The signature characteristic of idiopathic OTVTs is termination following administration of adenosine or verapamil. Lerman and colleagues elegantly demonstrated that the mechanism underlying most idiopathic OTVTs is triggered activity mediated by catecholamine-induced delayed afterdepolarizations. Catecholamine stimulation of the beta-adrenergic receptor results in an increase in intracellular cyclic adenosine monophosphate (cAMP) and I _ca,L activities, resulting in spontaneous oscillatory release of Ca ²⁺ from the sarcoplasmic reticulum that activates a transient inward current ( I _ti ) giving rise to delayed afterdepolarizations. Because activation of adenylyl cyclase and I _ca,L is critical for the development of cAMP-mediated triggered activity, this arrhythmia is sensitive to a variety of electropharmacologic perturbations such as beta-blockers, calcium-channel blockers, vagal maneuvers, and adenosine. The effect of adenosine on VT (with rare exceptions) is mechanism specific, terminating only ventricular arrhythmias that are attributed to cAMP-mediated triggered activity.

Clinical Presentation

According to a recent population-based study from the Mayo Clinic, which analyzed patients from Olmstead County who were diagnosed with IVTs between 2005 and 2013, it appears that the incidence of IVTs in the general population has increased over time. These arrhythmias are most commonly observed in the third to sixth decade. Sustained IVT occurs with equal distribution between men and women although symptomatic PVCs are more frequently present in women. Interestingly, RVOT arrhythmias show a predilection for females, whereas those originating in the aortic cusps tend to be more common in men. In two large series (including one from the authors’ institution), 70% of patients with RVOT VT were women, whereas approximately 70% of patients with aortic cusp VTs were men.
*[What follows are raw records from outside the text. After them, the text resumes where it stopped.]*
//! Error types for the rules engine.
//!
//! All engine errors are local, synchronous, and non-retrying: the engine
//! never retries anything itself, recovery is always "reject the action
//! and let the actor try again" (or, for construction errors, let whoever
//! asked for the match hear that it could not start).

use perudo_protocol::PlayerId;

use crate::RaiseRule;

/// Errors produced by [`GameEngine`](crate::GameEngine) operations.
#[derive(Debug, Clone, PartialEq, Eq, thiserror::Error)]
pub enum EngineError {
    /// The roster handed to the constructor cannot form a match: fewer
    /// than two players, or duplicate player ids. Fatal to match
    /// creation.
    #[error("invalid player set: {0}")]
    InvalidPlayerSet(String),

    /// The acting player is not the current player. Recoverable; the
    /// action is ignored and the actor notified.
    #[error("it is not {0}'s turn")]
    NotYourTurn(PlayerId),

    /// The bid fails basic shape checks before any comparison with the
    /// current bid: face outside 1..=6 or quantity below 1.
    #[error("malformed bid: {quantity} x {face} (face must be 1-6, quantity at least 1)")]
    MalformedBid { quantity: u32, face: u8 },

    /// The bid is well formed but does not legally raise the current
    /// bid. Carries the violated rule.
    #[error("illegal bid: {0}")]
    IllegalBid(RaiseRule),

    /// A challenge arrived with no bid outstanding.
    #[error("there is no bid to challenge")]
    NoBidToChallenge,

    /// The acting player is not part of this match.
    #[error("player {0} is not in this match")]
    UnknownPlayer(PlayerId),

    /// Turn advancement found no player holding dice. Unreachable while
    /// game-over is checked correctly; an internal invariant violation,
    /// not a user-facing rejection.
    #[error("no player has any dice left")]
    NoEligiblePlayer,

    /// The match already has a winner; no further bids or challenges.
    #[error("the match is already over")]
    MatchOver,
}
//! Room manager: creates, tracks, and routes players to rooms.

use std::collections::HashMap;
use std::sync::atomic::{AtomicU64, Ordering};

use perudo_protocol::{ClientAction, PlayerId, RoomId};

use crate::room::spawn_room;
use crate::{PlayerSender, RoomConfig, RoomError, RoomHandle, RoomInfo};

/// Counter for generating unique room IDs.
static NEXT_ROOM_ID: AtomicU64 = AtomicU64::new(1);

/// Default command channel size for room actors.
const DEFAULT_CHANNEL_SIZE: usize = 64;

/// Manages all active rooms and tracks which player is in which room.
///
/// This is the entry point for room operations from higher layers.
/// Every action is routed by player id alone; the player-to-room index
/// resolves the target room, so callers never hold room handles.
pub struct RoomManager {
    /// Active rooms, keyed by room ID.
    rooms: HashMap<RoomId, RoomHandle>,

    /// Maps each player to the room they're currently in.
    /// A player can be in at most ONE room at a time (key invariant).
    player_rooms: HashMap<PlayerId, RoomId>,
}

impl RoomManager {
    /// Creates a new, empty room manager.
    pub fn new() -> Self {
        Self {
            rooms: HashMap::new(),
            player_rooms: HashMap::new(),
        }
    }

    /// Creates a new room and returns its ID.
    pub fn create_room(&mut self, config: RoomConfig) -> RoomId {
        let room_id = RoomId(NEXT_ROOM_ID.fetch_add(1, Ordering::Relaxed));
        let handle = spawn_room(room_id, config, DEFAULT_CHANNEL_SIZE);
        self.rooms.insert(room_id, handle);
        tracing::info!(%room_id, "room created");
        room_id
    }

    /// Adds a player to a room.
    ///
    /// Enforces the "one room at a time" invariant.
    pub async fn join_room(
        &mut self,
        player_id: PlayerId,
        name: impl Into<String>,
        room_id: RoomId,
        sender: PlayerSender,
    ) -> Result<(), RoomError> {
        if let Some(current) = self.player_rooms.get(&player_id) {
            if *current == room_id {
                return Err(RoomError::AlreadyInRoom(player_id, room_id));
            }
            return Err(RoomError::InvalidState(format!(
                "player {} is already in room {}",
                player_id, current
            )));
        }

        let handle = self
            .rooms
            .get(&room_id)
            .ok_or(RoomError::NotFound(room_id))?;

        handle.join(player_id, name, sender).await?;
        self.player_rooms.insert(player_id, room_id);
        Ok(())
    }

    /// Removes a player from their current room.
    pub async fn leave_room(&mut self, player_id: PlayerId) -> Result<(), RoomError> {
        let room_id = self
            .player_rooms
            .get(&player_id)
            .copied()
            .ok_or(RoomError::InvalidState(format!(
                "player {} is not in any room",
                player_id
            )))?;

        if let Some(handle) = self.rooms.get(&room_id) {
            handle.leave(player_id).await?;
        }

        self.player_rooms.remove(&player_id);
        Ok(())
    }

    /// Routes a game action from a player to their current room.
    pub async fn route_action(
        &self,
        player_id: PlayerId,
        action: ClientAction,
    ) -> Result<(), RoomError> {
        let room_id = self
            .player_rooms
            .get(&player_id)
            .ok_or(RoomError::InvalidState(format!(
                "player {} is not in any room",
                player_id
            )))?;

        let handle = self
            .rooms
            .get(room_id)
            .ok_or(RoomError::NotFound(*room_id))?;

        handle.send_action(player_id, action).await
    }

    /// Returns info about a specific room.
    pub async fn get_room_info(&self, room_id: RoomId) -> Result<RoomInfo, RoomError> {
        let handle = self
            .rooms
            .get(&room_id)
            .ok_or(RoomError::NotFound(room_id))?;
        handle.get_info().await
    }

    /// Shuts down a room and removes all its players from the index.
    pub async fn destroy_room(&mut self, room_id: RoomId) -> Result<(), RoomError> {
        let handle = self
            .rooms
            .remove(&room_id)
            .ok_or(RoomError::NotFound(room_id))?;

        let _ = handle.shutdown().await;

        // Remove all players that were in this room.
        self.player_rooms.retain(|_, rid| *rid != room_id);

        tracing::info!(%room_id, "room destroyed");
        Ok(())
    }

    /// Returns the room ID a player is currently in, if any.
    pub fn player_room(&self, player_id: &PlayerId) -> Option<RoomId> {
        self.player_rooms.get(player_id).copied()
    }

    /// Lists all rooms that are still in their lobby.
    ///
    /// Queries each room actor for its current info. Rooms that fail
    /// to respond (e.g., shutting down) are silently skipped.
    pub async fn list_rooms(&self) -> Vec<RoomInfo> {
        let mut infos = Vec::with_capacity(self.rooms.len());
        for handle in self.rooms.values() {
            if let Ok(info) = handle.get_info().await {
                if info.state.is_joinable() {
                    infos.push(info);
                }
            }
        }
        infos
    }

    /// Returns the number of active rooms.
    pub fn room_count(&self) -> usize {
        self.rooms.len()
    }

    /// Lists all active room IDs.
    pub fn room_ids(&self) -> Vec<RoomId> {
        self.rooms.keys().copied().collect()
    }
}

impl Default for RoomManager {
    fn default() -> Self {
        Self::new()
    }
}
The most common clinical phenotype of idiopathic OTVTs is repetitive monomorphic PVCs. Palpitations are the most common symptom (48% to 80%) and are usually experienced as isolated forceful beats resulting from the increased stroke volume associated with the normal beat following the PVC. Fatigue and low energy are also common symptoms seen in patients with at least a moderate burden of PVCs. This may be caused by ineffective ventricular contraction during PVCs resulting in a reduced cardiac output. Lightheadedness may be observed in 25% to 50% of patients, whereas true syncope is rare (10%). The latter usually occurs in patients with ventriculo atrial conduction and may be a result of baroreceptor reflex activity.

Exercise testing induces VT in approximately 70% of patients who present with sustained IVT, but only in 10% of patients whose clinical presentation is repetitive monomorphic PVCs. In the former group, sustained VT is typically observed either during exercise or in the recovery phase. This observation can be mimicked with pharmacologic agents as well. Thus in these patients the clinical arrhythmia can be induced during isoproterenol infusion as well as during an isoproterenol washout period. This highlights the evanescent nature of triggered activity-mediated arrhythmias.

Other scenarios that provoke these arrhythmias include physical or emotional stress, anxiety, and stimulants such as caffeine. In females, IVTs occur more often during the premenstrual and perimenopausal periods and with gestation, suggesting a role for hormonal influence.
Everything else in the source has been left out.